| EXERCISE AIM |
Only the lines below between the ones containing "let mut builder = self" and "let status = response.status();", inclusive, are to be reproduced, each exactly as it stands.

################

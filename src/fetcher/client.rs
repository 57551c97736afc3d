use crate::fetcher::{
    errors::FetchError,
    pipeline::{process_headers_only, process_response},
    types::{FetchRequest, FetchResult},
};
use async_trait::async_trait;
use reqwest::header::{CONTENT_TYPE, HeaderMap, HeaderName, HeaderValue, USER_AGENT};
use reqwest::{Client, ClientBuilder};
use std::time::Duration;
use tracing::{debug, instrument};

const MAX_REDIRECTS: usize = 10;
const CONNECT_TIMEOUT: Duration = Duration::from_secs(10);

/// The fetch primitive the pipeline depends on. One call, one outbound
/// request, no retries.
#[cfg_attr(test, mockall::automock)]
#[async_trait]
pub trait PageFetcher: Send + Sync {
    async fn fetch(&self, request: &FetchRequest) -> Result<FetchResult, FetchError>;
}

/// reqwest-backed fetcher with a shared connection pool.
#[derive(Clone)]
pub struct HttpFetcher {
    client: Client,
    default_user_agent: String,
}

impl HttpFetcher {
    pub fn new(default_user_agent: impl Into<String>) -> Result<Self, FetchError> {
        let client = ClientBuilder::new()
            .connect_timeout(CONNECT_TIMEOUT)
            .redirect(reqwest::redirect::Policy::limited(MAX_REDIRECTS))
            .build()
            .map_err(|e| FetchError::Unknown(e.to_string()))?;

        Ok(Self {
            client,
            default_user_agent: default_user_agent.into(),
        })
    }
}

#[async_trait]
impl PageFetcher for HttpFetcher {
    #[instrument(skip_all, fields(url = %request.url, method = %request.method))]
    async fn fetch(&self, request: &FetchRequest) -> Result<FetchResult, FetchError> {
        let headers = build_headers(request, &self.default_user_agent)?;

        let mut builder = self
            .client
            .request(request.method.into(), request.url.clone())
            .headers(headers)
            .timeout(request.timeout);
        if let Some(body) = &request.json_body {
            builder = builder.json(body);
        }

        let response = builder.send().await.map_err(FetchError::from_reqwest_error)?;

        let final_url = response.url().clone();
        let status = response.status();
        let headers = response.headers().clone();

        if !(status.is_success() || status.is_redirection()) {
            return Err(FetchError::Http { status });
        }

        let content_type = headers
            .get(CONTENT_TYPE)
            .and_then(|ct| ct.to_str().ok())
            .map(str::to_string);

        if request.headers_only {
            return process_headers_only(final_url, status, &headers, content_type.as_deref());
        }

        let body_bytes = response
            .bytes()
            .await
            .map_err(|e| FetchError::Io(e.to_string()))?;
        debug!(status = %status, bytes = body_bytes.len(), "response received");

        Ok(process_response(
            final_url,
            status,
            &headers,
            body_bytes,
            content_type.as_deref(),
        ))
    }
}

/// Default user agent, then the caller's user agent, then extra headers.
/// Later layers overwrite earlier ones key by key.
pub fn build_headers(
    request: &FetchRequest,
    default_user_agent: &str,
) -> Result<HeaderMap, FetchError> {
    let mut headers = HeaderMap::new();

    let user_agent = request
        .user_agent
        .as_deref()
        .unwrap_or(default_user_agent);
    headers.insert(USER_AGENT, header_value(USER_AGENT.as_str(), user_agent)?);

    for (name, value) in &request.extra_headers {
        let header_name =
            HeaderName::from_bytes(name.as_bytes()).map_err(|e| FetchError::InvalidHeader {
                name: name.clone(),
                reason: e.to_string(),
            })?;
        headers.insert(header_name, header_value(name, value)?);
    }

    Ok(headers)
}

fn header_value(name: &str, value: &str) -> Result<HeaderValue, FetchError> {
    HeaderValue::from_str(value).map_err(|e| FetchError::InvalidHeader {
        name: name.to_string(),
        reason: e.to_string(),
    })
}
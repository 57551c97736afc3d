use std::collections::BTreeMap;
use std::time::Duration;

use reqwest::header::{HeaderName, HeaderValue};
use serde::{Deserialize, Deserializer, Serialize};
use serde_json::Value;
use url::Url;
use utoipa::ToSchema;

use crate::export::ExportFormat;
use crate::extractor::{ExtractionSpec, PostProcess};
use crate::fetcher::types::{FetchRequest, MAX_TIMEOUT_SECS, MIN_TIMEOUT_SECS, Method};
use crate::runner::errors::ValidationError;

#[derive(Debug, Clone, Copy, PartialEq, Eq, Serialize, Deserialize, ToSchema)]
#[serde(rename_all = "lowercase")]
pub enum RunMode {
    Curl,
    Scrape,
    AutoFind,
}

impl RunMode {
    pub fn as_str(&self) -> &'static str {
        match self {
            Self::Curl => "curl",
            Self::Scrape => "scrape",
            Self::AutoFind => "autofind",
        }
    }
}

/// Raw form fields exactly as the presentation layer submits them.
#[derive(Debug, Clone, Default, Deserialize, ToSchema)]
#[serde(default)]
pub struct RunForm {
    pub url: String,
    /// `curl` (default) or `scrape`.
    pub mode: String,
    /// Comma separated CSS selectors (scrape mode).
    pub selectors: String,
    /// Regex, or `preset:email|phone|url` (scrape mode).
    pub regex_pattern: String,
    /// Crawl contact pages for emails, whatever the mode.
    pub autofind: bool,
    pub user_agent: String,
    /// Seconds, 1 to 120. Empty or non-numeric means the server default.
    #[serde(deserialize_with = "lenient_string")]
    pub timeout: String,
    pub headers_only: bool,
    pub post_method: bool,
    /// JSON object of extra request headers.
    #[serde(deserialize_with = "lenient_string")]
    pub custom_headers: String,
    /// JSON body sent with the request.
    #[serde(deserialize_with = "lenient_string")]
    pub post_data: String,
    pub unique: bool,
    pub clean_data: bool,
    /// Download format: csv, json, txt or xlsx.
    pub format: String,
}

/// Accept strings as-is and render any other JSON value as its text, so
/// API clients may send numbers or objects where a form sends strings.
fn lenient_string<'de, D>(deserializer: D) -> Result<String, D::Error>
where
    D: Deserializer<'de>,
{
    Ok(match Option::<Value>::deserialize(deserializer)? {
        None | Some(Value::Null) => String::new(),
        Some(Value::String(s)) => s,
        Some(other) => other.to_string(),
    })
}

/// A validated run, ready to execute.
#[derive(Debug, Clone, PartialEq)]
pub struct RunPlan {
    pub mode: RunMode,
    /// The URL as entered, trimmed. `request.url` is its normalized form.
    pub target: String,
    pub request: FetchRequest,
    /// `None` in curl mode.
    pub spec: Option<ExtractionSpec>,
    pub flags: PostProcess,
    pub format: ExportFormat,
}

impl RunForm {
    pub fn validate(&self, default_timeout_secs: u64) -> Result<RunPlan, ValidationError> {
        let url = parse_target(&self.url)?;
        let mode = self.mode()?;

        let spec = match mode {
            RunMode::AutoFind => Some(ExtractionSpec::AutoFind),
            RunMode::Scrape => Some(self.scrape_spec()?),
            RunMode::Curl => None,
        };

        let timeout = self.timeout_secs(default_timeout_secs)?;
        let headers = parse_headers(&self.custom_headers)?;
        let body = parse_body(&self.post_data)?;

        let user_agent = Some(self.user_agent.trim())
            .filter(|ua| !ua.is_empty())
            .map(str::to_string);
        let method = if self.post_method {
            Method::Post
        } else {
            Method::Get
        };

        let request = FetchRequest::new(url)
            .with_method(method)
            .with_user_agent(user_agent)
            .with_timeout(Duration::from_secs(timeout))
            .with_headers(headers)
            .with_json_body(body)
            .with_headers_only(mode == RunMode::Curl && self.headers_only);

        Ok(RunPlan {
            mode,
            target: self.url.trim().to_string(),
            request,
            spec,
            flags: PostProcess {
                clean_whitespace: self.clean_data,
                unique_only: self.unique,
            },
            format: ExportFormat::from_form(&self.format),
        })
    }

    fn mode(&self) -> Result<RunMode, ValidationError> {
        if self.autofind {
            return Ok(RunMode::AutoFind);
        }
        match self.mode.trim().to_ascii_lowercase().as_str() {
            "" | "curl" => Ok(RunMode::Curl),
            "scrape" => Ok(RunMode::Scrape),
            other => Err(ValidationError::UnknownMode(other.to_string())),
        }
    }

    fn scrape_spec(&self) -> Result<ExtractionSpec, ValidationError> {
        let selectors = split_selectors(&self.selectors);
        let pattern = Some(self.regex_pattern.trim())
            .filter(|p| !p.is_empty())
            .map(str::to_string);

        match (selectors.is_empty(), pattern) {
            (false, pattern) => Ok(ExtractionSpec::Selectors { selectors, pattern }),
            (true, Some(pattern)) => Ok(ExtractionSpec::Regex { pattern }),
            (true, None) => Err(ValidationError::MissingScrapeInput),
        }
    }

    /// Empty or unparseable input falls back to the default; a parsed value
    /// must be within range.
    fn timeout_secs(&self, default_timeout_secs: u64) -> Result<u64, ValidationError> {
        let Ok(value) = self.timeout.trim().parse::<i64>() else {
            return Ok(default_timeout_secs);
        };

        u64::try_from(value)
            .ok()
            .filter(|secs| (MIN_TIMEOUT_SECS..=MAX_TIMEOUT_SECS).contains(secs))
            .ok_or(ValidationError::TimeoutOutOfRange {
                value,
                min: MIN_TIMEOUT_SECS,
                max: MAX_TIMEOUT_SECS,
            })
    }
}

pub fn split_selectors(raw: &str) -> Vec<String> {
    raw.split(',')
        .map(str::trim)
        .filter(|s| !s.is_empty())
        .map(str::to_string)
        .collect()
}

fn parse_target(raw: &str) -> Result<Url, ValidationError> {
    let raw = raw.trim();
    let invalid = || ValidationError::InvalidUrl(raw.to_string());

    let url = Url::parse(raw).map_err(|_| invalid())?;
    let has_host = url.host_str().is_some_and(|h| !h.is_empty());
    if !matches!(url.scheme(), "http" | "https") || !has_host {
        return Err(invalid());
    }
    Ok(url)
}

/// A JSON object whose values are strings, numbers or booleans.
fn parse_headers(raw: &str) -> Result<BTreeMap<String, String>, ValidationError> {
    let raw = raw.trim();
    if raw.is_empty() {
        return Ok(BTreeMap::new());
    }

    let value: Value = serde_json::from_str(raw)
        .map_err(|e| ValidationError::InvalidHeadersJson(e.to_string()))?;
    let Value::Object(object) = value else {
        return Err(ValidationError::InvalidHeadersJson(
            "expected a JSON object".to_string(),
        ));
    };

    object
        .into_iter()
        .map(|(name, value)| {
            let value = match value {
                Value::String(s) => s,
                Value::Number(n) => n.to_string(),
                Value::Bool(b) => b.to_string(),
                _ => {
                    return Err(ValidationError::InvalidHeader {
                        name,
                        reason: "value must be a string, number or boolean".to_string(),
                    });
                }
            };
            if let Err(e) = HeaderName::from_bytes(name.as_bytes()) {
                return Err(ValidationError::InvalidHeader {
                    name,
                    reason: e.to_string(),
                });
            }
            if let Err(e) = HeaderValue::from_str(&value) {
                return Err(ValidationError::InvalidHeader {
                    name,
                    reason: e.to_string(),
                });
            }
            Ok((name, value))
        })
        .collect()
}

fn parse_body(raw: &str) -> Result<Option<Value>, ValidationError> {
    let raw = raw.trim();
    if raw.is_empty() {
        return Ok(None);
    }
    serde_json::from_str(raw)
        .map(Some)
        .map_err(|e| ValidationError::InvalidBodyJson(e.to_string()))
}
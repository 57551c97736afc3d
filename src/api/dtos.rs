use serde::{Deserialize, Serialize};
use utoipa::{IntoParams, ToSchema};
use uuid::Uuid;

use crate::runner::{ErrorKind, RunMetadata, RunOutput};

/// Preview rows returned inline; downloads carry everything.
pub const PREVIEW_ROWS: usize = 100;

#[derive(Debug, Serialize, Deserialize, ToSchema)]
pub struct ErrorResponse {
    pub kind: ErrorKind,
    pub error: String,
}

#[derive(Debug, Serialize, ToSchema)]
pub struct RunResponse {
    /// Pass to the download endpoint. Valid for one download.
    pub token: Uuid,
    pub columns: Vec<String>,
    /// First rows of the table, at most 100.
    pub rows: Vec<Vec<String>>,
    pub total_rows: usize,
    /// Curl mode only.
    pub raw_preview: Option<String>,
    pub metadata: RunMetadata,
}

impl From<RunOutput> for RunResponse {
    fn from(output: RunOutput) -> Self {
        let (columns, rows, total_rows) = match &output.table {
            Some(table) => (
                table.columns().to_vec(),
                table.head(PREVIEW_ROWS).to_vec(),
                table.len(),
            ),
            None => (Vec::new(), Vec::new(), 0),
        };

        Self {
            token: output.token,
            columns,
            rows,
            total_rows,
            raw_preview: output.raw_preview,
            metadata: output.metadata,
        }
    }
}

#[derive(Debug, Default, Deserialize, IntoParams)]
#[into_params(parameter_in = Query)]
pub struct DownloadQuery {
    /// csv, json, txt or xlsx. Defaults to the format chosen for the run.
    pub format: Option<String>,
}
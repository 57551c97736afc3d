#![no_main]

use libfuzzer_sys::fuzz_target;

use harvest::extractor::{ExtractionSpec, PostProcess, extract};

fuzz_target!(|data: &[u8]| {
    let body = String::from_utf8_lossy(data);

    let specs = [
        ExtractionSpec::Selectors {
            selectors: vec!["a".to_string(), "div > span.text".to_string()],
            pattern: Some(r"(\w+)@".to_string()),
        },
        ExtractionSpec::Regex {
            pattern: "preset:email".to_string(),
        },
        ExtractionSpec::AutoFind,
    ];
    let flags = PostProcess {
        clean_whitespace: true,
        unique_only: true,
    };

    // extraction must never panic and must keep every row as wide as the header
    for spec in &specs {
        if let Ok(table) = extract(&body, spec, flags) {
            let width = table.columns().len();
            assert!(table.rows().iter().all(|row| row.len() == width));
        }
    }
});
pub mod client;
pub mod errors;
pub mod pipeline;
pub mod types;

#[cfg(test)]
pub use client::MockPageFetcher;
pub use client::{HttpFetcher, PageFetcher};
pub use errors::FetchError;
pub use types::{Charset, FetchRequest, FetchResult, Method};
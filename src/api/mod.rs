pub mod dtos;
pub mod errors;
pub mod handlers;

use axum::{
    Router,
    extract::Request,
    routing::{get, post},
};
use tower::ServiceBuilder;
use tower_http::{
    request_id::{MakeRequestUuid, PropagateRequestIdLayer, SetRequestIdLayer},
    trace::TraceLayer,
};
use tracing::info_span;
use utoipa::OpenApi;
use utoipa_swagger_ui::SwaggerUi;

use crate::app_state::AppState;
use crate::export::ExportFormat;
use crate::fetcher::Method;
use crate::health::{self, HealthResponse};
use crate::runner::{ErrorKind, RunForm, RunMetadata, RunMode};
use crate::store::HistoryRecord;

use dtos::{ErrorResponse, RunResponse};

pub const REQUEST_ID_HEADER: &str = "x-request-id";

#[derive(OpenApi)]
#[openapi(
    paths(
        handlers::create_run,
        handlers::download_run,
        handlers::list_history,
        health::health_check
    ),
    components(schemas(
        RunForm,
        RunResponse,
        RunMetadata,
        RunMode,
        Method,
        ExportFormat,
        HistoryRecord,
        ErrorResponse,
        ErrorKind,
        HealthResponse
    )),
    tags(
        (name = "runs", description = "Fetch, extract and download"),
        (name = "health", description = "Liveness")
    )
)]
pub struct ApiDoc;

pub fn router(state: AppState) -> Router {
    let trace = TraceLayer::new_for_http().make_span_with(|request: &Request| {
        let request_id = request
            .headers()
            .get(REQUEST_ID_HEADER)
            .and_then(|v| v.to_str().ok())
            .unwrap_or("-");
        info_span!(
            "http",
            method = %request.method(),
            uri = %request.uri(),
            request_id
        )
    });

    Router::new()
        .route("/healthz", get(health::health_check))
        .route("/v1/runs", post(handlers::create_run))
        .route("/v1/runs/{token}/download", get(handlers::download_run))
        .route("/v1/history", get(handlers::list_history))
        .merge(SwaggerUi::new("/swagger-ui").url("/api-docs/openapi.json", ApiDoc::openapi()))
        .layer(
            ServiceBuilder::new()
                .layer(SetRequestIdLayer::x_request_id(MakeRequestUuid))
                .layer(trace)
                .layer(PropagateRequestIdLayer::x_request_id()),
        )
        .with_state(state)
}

################

| RESPONSE FOR THIS EXERCISE |
        let mut builder = self
            .client
            .request(request.method.into(), request.url.clone())
            .headers(headers)
            .timeout(request.timeout);
        if let Some(body) = &request.json_body {
            builder = builder.json(body);
        }

        let response = builder.send().await.map_err(FetchError::from_reqwest_error)?;

        let final_url = response.url().clone();
        let status = response.status();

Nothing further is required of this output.